[OT] Casio PB-2000C info request.



#2

Hi all,

Although not related with HP whatsoever, I think that some Casio enthusiasts may also be active members of this forum. Therefore it could also be a good place to ask for help/info.

I've been unable to find any of the ROM cards for the PB-2000C, so I finally built my own OM-53B (BASIC ROM). Now I'm looking for a copy of the BASIC manual in English or Spanish (the only one I've found on-line is in German).

Thanks for your attention.

Diego.

PS. Finding any other ROM card and/or their manuals would also be most interesting... ;-)

Edited: 27 Mar 2012, 11:49 p.m.


#3

That is an interesting device and the only one I have come across with the option of a Pascal language module.

The related AI-1000 seems to have offered a built-in Lisp language interpreter. I just downloaded the emulator for the PB-2000c and added in the files to turn it into a AI-1000 from this web site:

http://www.pisi.com.pl/piotr433/pb2000ee.htm

Now I need to figure out how to use it...

Nick


Edited: 28 Mar 2012, 3:05 a.m.


#4

Quote:
That is an interesting device and the only one I have come across with the option of a Pascal language module.

Yes but the Pascal language module was built by a third-party and is almost impossible to find. It was also much faster than the C interpreter.

Quote:
The related AI-1000 seems to have offered a built-in Lisp language interpreter. I just downloaded the emulator for the PB-2000c and added in the files to turn it into a AI-1000 from this web site:

Yes. I have one and it is a nice little machine. Basically a PB-2000C but with Lisp instead of C.
The FX-890p is also a nice machine, with builtin C like the PB2000C but faster and can even boot MS-DOS (more or less).

Quote:
Now I need to figure out how to use it...

Lot of Idiot and Silly Parenthesis...

Basically, use the PB2000C documentation but write Lisp instead. I have the whole paper documentation but it is in japanese...

#5

Yep,

Although, AFAIK, the PASCAL language ROM card was not from CASIO but from a third party (personal?) project.

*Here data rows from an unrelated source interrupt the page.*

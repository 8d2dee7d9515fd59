pub mod catalog;
pub mod completion;
pub mod config;
pub mod home;
pub mod logger;
pub mod mascot;
pub mod models;
pub mod progress;
pub mod questions;
pub mod scheduler;
pub mod session;
pub mod ui;
pub mod utils;

// Re-exports for convenience
pub use completion::{CompletionSummary, stars_for};
pub use config::{Config, FeedbackTiming};
pub use home::handle_home_input;
pub use models::{
    AppState, Feedback, FeedbackOutcome, FeedbackTicket, HomeAction, HomeState, QuizSession, Tab,
    Verdict,
};
pub use progress::LearnerProgress;
pub use questions::{Answer, Question, TaskKind, validate_bank};
pub use scheduler::FeedbackScheduler;
pub use session::{handle_quit_confirm, handle_quiz_input};
pub use ui::{draw_home, draw_quit_confirmation, draw_quiz, draw_summary};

CASIO ROM cards I'm aware of are:

- OM-51P: Prolog.

- OM-52C: C. (note that "C" is factory standard language for the "PB-2000C" so, this card is for its Japanese counterpart "AI-1000" which factory standard is LISP)

- OM-53B: BASIC.

- OM-54A: Assembly language.

- OM-32: No clue so far. I've seen a picture but has no info on the label. May be a 32K Flash ROM?

PASCAL is the only 'third party" card I've read about.

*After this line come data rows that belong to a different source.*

use std::fmt;

/// Placeholder token shown in place of the missing letter in a letter-order question.
pub const GAP: &str = "...";

#[derive(Debug, Clone, Copy, PartialEq, Eq, Hash)]
pub enum TaskKind {
    FindLetter,
    LetterOrder,
    SoundCount,
}

impl TaskKind {
    pub const ALL: [TaskKind; 3] = [
        TaskKind::FindLetter,
        TaskKind::LetterOrder,
        TaskKind::SoundCount,
    ];

    pub fn index(self) -> usize {
        match self {
            TaskKind::FindLetter => 0,
            TaskKind::LetterOrder => 1,
            TaskKind::SoundCount => 2,
        }
    }

    pub fn title(self) -> &'static str {
        match self {
            TaskKind::FindLetter => "Найди букву",
            TaskKind::LetterOrder => "Порядок букв",
            TaskKind::SoundCount => "Звуки и буквы",
        }
    }

    pub fn emoji(self) -> &'static str {
        match self {
            TaskKind::FindLetter => "🔍",
            TaskKind::LetterOrder => "🔤",
            TaskKind::SoundCount => "🔊",
        }
    }

    /// Heading shown above the prompt on the quiz screen.
    pub fn heading(self) -> &'static str {
        match self {
            TaskKind::FindLetter => "🔤 Найди букву",
            TaskKind::LetterOrder => "📝 Установи верный порядок букв",
            TaskKind::SoundCount => "🔊 Определи количество звуков и букв",
        }
    }

    /// Noun used in the "N из M" progress header.
    pub fn counter_label(self) -> &'static str {
        match self {
            TaskKind::SoundCount => "Слово",
            _ => "Вопрос",
        }
    }

    pub fn questions(self) -> Vec<Question> {
        match self {
            TaskKind::FindLetter => find_letter_bank(),
            TaskKind::LetterOrder => letter_order_bank(),
            TaskKind::SoundCount => sound_count_bank(),
        }
    }
}

#[derive(Debug, Clone, Copy, PartialEq, Eq)]
pub struct Candidate {
    pub letter: char,
    pub is_target: bool,
}

impl Candidate {
    pub const fn new(letter: char, is_target: bool) -> Self {
        Self { letter, is_target }
    }
}

#[derive(Debug, Clone, PartialEq, Eq)]
pub enum Question {
    FindLetter {
        target: char,
        candidates: Vec<Candidate>,
    },
    LetterOrder {
        sequence: [&'static str; 4],
        options: Vec<char>,
        correct: char,
    },
    SoundCount {
        word: &'static str,
        sounds: u32,
        letters: u32,
    },
}

#[derive(Debug, Clone, Copy, PartialEq, Eq)]
pub enum Answer {
    /// Index of the clicked candidate in a find-letter question.
    Candidate(usize),
    Letter(char),
    Counts { sounds: u32, letters: u32 },
}

impl Question {
    pub fn kind(&self) -> TaskKind {
        match self {
            Question::FindLetter { .. } => TaskKind::FindLetter,
            Question::LetterOrder { .. } => TaskKind::LetterOrder,
            Question::SoundCount { .. } => TaskKind::SoundCount,
        }
    }

    /// Answers of the wrong shape for this variant are never correct.
    pub fn evaluate(&self, answer: &Answer) -> bool {
        match (self, answer) {
            (Question::FindLetter { candidates, .. }, Answer::Candidate(index)) => candidates
                .get(*index)
                .map(|candidate| candidate.is_target)
                .unwrap_or(false),
            (Question::LetterOrder { correct, .. }, Answer::Letter(letter)) => letter == correct,
            (
                Question::SoundCount {
                    sounds, letters, ..
                },
                Answer::Counts {
                    sounds: given_sounds,
                    letters: given_letters,
                },
            ) => sounds == given_sounds && letters == given_letters,
            _ => false,
        }
    }

    /// Number of selectable options; sound-count questions take typed input instead.
    pub fn option_count(&self) -> usize {
        match self {
            Question::FindLetter { candidates, .. } => candidates.len(),
            Question::LetterOrder { options, .. } => options.len(),
            Question::SoundCount { .. } => 0,
        }
    }

    pub fn option_letter(&self, index: usize) -> Option<char> {
        match self {
            Question::FindLetter { candidates, .. } => candidates.get(index).map(|c| c.letter),
            Question::LetterOrder { options, .. } => options.get(index).copied(),
            Question::SoundCount { .. } => None,
        }
    }

    /// Builds the answer a click on option `index` stands for.
    pub fn answer_for_option(&self, index: usize) -> Option<Answer> {
        match self {
            Question::FindLetter { candidates, .. } if index < candidates.len() => {
                Some(Answer::Candidate(index))
            }
            Question::LetterOrder { options, .. } => options.get(index).copied().map(Answer::Letter),
            _ => None,
        }
    }

    /// Whether option `index` is the one a correct answer picks.
    pub fn is_correct_option(&self, index: usize) -> bool {
        self.answer_for_option(index)
            .map(|answer| self.evaluate(&answer))
            .unwrap_or(false)
    }
}

pub fn find_letter_bank() -> Vec<Question> {
    vec![
        Question::FindLetter {
            target: 'А',
            candidates: vec![
                Candidate::new('Б', false),
                Candidate::new('Ы', false),
                Candidate::new('К', false),
                Candidate::new('А', true),
            ],
        },
        Question::FindLetter {
            target: 'П',
            candidates: vec![
                Candidate::new('Е', false),
                Candidate::new('П', true),
                Candidate::new('Ф', false),
                Candidate::new('Ш', false),
            ],
        },
        Question::FindLetter {
            target: 'В',
            candidates: vec![
                Candidate::new('Х', false),
                Candidate::new('В', true),
                Candidate::new('Ч', false),
            ],
        },
    ]
}

pub fn letter_order_bank() -> Vec<Question> {
    vec![
        Question::LetterOrder {
            sequence: ["Ц", "Ч", GAP, "Щ"],
            options: vec!['Ш', 'Ы', 'Э'],
            correct: 'Ш',
        },
        Question::LetterOrder {
            sequence: ["С", "Т", GAP, "Ф"],
            options: vec!['У', 'Х', 'Ц'],
            correct: 'У',
        },
        Question::LetterOrder {
            sequence: ["Д", "Е", GAP, "Ж"],
            options: vec!['Ё', 'З', 'И'],
            correct: 'Ё',
        },
        Question::LetterOrder {
            sequence: ["М", "Н", GAP, "П"],
            options: vec!['О', 'Р', 'С'],
            correct: 'О',
        },
    ]
}

pub fn sound_count_bank() -> Vec<Question> {
    vec![
        Question::SoundCount {
            word: "Дуб",
            sounds: 3,
            letters: 3,
        },
        Question::SoundCount {
            word: "Ель",
            sounds: 3,
            letters: 3,
        },
        Question::SoundCount {
            word: "Стол",
            sounds: 4,
            letters: 4,
        },
    ]
}

/// Content mistakes caught when a bank is authored, never patched at runtime.
#[derive(Debug, Clone, PartialEq, Eq)]
pub enum AuthoringError {
    EmptyBank,
    TargetCount { question: usize, found: usize },
    TargetMismatch { question: usize, letter: char },
    MissingGap { question: usize },
    OptionCount { question: usize, found: usize },
    CorrectNotOffered { question: usize, correct: char },
}

impl fmt::Display for AuthoringError {
    fn fmt(&self, f: &mut fmt::Formatter<'_>) -> fmt::Result {
        match self {
            AuthoringError::EmptyBank => write!(f, "question bank is empty"),
            AuthoringError::TargetCount { question, found } => write!(
                f,
                "question {}: expected exactly one target candidate, found {}",
                question + 1,
                found
            ),
            AuthoringError::TargetMismatch { question, letter } => write!(
                f,
                "question {}: candidate '{}' is flagged as target but is not the target letter",
                question + 1,
                letter
            ),
            AuthoringError::MissingGap { question } => write!(
                f,
                "question {}: sequence must contain exactly one gap",
                question + 1
            ),
            AuthoringError::OptionCount { question, found } => write!(
                f,
                "question {}: expected 2 or 3 options, found {}",
                question + 1,
                found
            ),
            AuthoringError::CorrectNotOffered { question, correct } => write!(
                f,
                "question {}: correct letter '{}' is not among the options",
                question + 1,
                correct
            ),
        }
    }
}

impl std::error::Error for AuthoringError {}

pub fn validate_bank(questions: &[Question]) -> Vec<AuthoringError> {
    let mut errors = Vec::new();
    if questions.is_empty() {
        errors.push(AuthoringError::EmptyBank);
    }

    for (question, item) in questions.iter().enumerate() {
        match item {
            Question::FindLetter { target, candidates } => {
                let found = candidates.iter().filter(|c| c.is_target).count();
                if found != 1 {
                    errors.push(AuthoringError::TargetCount { question, found });
                }
                for candidate in candidates.iter().filter(|c| c.is_target) {
                    if candidate.letter != *target {
                        errors.push(AuthoringError::TargetMismatch {
                            question,
                            letter: candidate.letter,
                        });
                    }
                }
            }
            Question::LetterOrder {
                sequence,
                options,
                correct,
            } => {
                if sequence.iter().filter(|token| **token == GAP).count() != 1 {
                    errors.push(AuthoringError::MissingGap { question });
                }
                if !(2..=3).contains(&options.len()) {
                    errors.push(AuthoringError::OptionCount {
                        question,
                        found: options.len(),
                    });
                }
                if !options.contains(correct) {
                    errors.push(AuthoringError::CorrectNotOffered {
                        question,
                        correct: *correct,
                    });
                }
            }
            Question::SoundCount { .. } => {}
        }
    }

    errors
}

#[cfg(test)]
mod tests {
    use super::*;

    #[test]
    fn test_shipped_banks_are_well_formed() {
        for kind in TaskKind::ALL {
            let bank = kind.questions();
            assert!(validate_bank(&bank).is_empty(), "{:?} bank has errors", kind);
            assert!(bank.iter().all(|q| q.kind() == kind));
        }
    }

    #[test]
    fn test_bank_sizes_and_order() {
        assert_eq!(TaskKind::FindLetter.questions().len(), 3);
        assert_eq!(TaskKind::LetterOrder.questions().len(), 4);
        assert_eq!(TaskKind::SoundCount.questions().len(), 3);

        match &TaskKind::LetterOrder.questions()[0] {
            Question::LetterOrder { sequence, correct, .. } => {
                assert_eq!(sequence, &["Ц", "Ч", GAP, "Щ"]);
                assert_eq!(*correct, 'Ш');
            }
            other => panic!("unexpected question {:?}", other),
        }
    }

    #[test]
    fn test_find_letter_evaluates_target_flag() {
        let question = &find_letter_bank()[0];
        assert!(question.evaluate(&Answer::Candidate(3)));
        assert!(!question.evaluate(&Answer::Candidate(0)));
        assert!(!question.evaluate(&Answer::Candidate(42)));
    }

    #[test]
    fn test_letter_order_evaluates_equality() {
        let question = &letter_order_bank()[2];
        assert!(question.evaluate(&Answer::Letter('Ё')));
        assert!(!question.evaluate(&Answer::Letter('Е')));
        assert!(!question.evaluate(&Answer::Letter('З')));
    }

    #[test]
    fn test_sound_count_requires_both_numbers() {
        let question = &sound_count_bank()[2];
        assert!(question.evaluate(&Answer::Counts {
            sounds: 4,
            letters: 4
        }));
        assert!(!question.evaluate(&Answer::Counts {
            sounds: 3,
            letters: 4
        }));
        assert!(!question.evaluate(&Answer::Counts {
            sounds: 4,
            letters: 5
        }));
    }

    #[test]
    fn test_mismatched_answer_shape_is_wrong() {
        let question = &sound_count_bank()[0];
        assert!(!question.evaluate(&Answer::Letter('Д')));
        assert!(!find_letter_bank()[0].evaluate(&Answer::Letter('А')));
    }

    #[test]
    fn test_option_helpers() {
        let question = &letter_order_bank()[1];
        assert_eq!(question.option_count(), 3);
        assert_eq!(question.option_letter(0), Some('У'));
        assert!(question.is_correct_option(0));
        assert!(!question.is_correct_option(1));
        assert_eq!(question.answer_for_option(5), None);

        let words = &sound_count_bank()[0];
        assert_eq!(words.option_count(), 0);
        assert_eq!(words.answer_for_option(0), None);
    }

    #[test]
    fn test_validate_reports_duplicate_targets() {
        let bank = vec![Question::FindLetter {
            target: 'А',
            candidates: vec![Candidate::new('А', true), Candidate::new('Б', true)],
        }];
        let errors = validate_bank(&bank);
        assert!(errors.contains(&AuthoringError::TargetCount {
            question: 0,
            found: 2
        }));
        assert!(errors.contains(&AuthoringError::TargetMismatch {
            question: 0,
            letter: 'Б'
        }));
    }

    #[test]
    fn test_validate_reports_letter_order_mistakes() {
        let bank = vec![Question::LetterOrder {
            sequence: ["А", "Б", "В", "Г"],
            options: vec!['Д'],
            correct: 'Е',
        }];
        let errors = validate_bank(&bank);
        assert_eq!(errors.len(), 3);
        assert_eq!(
            errors[2].to_string(),
            "question 1: correct letter 'Е' is not among the options"
        );
    }

    #[test]
    fn test_validate_empty_bank() {
        assert_eq!(validate_bank(&[]), vec![AuthoringError::EmptyBank]);
    }
}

Certainly one of the most interesting vintage devices from CASIO.

Cheers.

Diego.

(edited) Seems I was too slow typing, most of my reply already posted by Pascal... :-)


Edited: 28 Mar 2012, 3:46 a.m.


#6

For those who don't know yet, I've written software to manipulate disks in the format written by the MD-100 accessory. It works with the PB-1000 and the PB-2000C. Piotr Piatek has written an emulator for the MD-100 but it will only work with the emulated calculators, not the real devices. A suitable PC interface is lacking.

Links:

http://www.mvcsys.de/doc/casioutil.html

http://pisi.com.pl/piotr433/index.htm


#7

Hi Marcus,

I for one do know about your work on this peculiar machine and the emulator for the MD-100.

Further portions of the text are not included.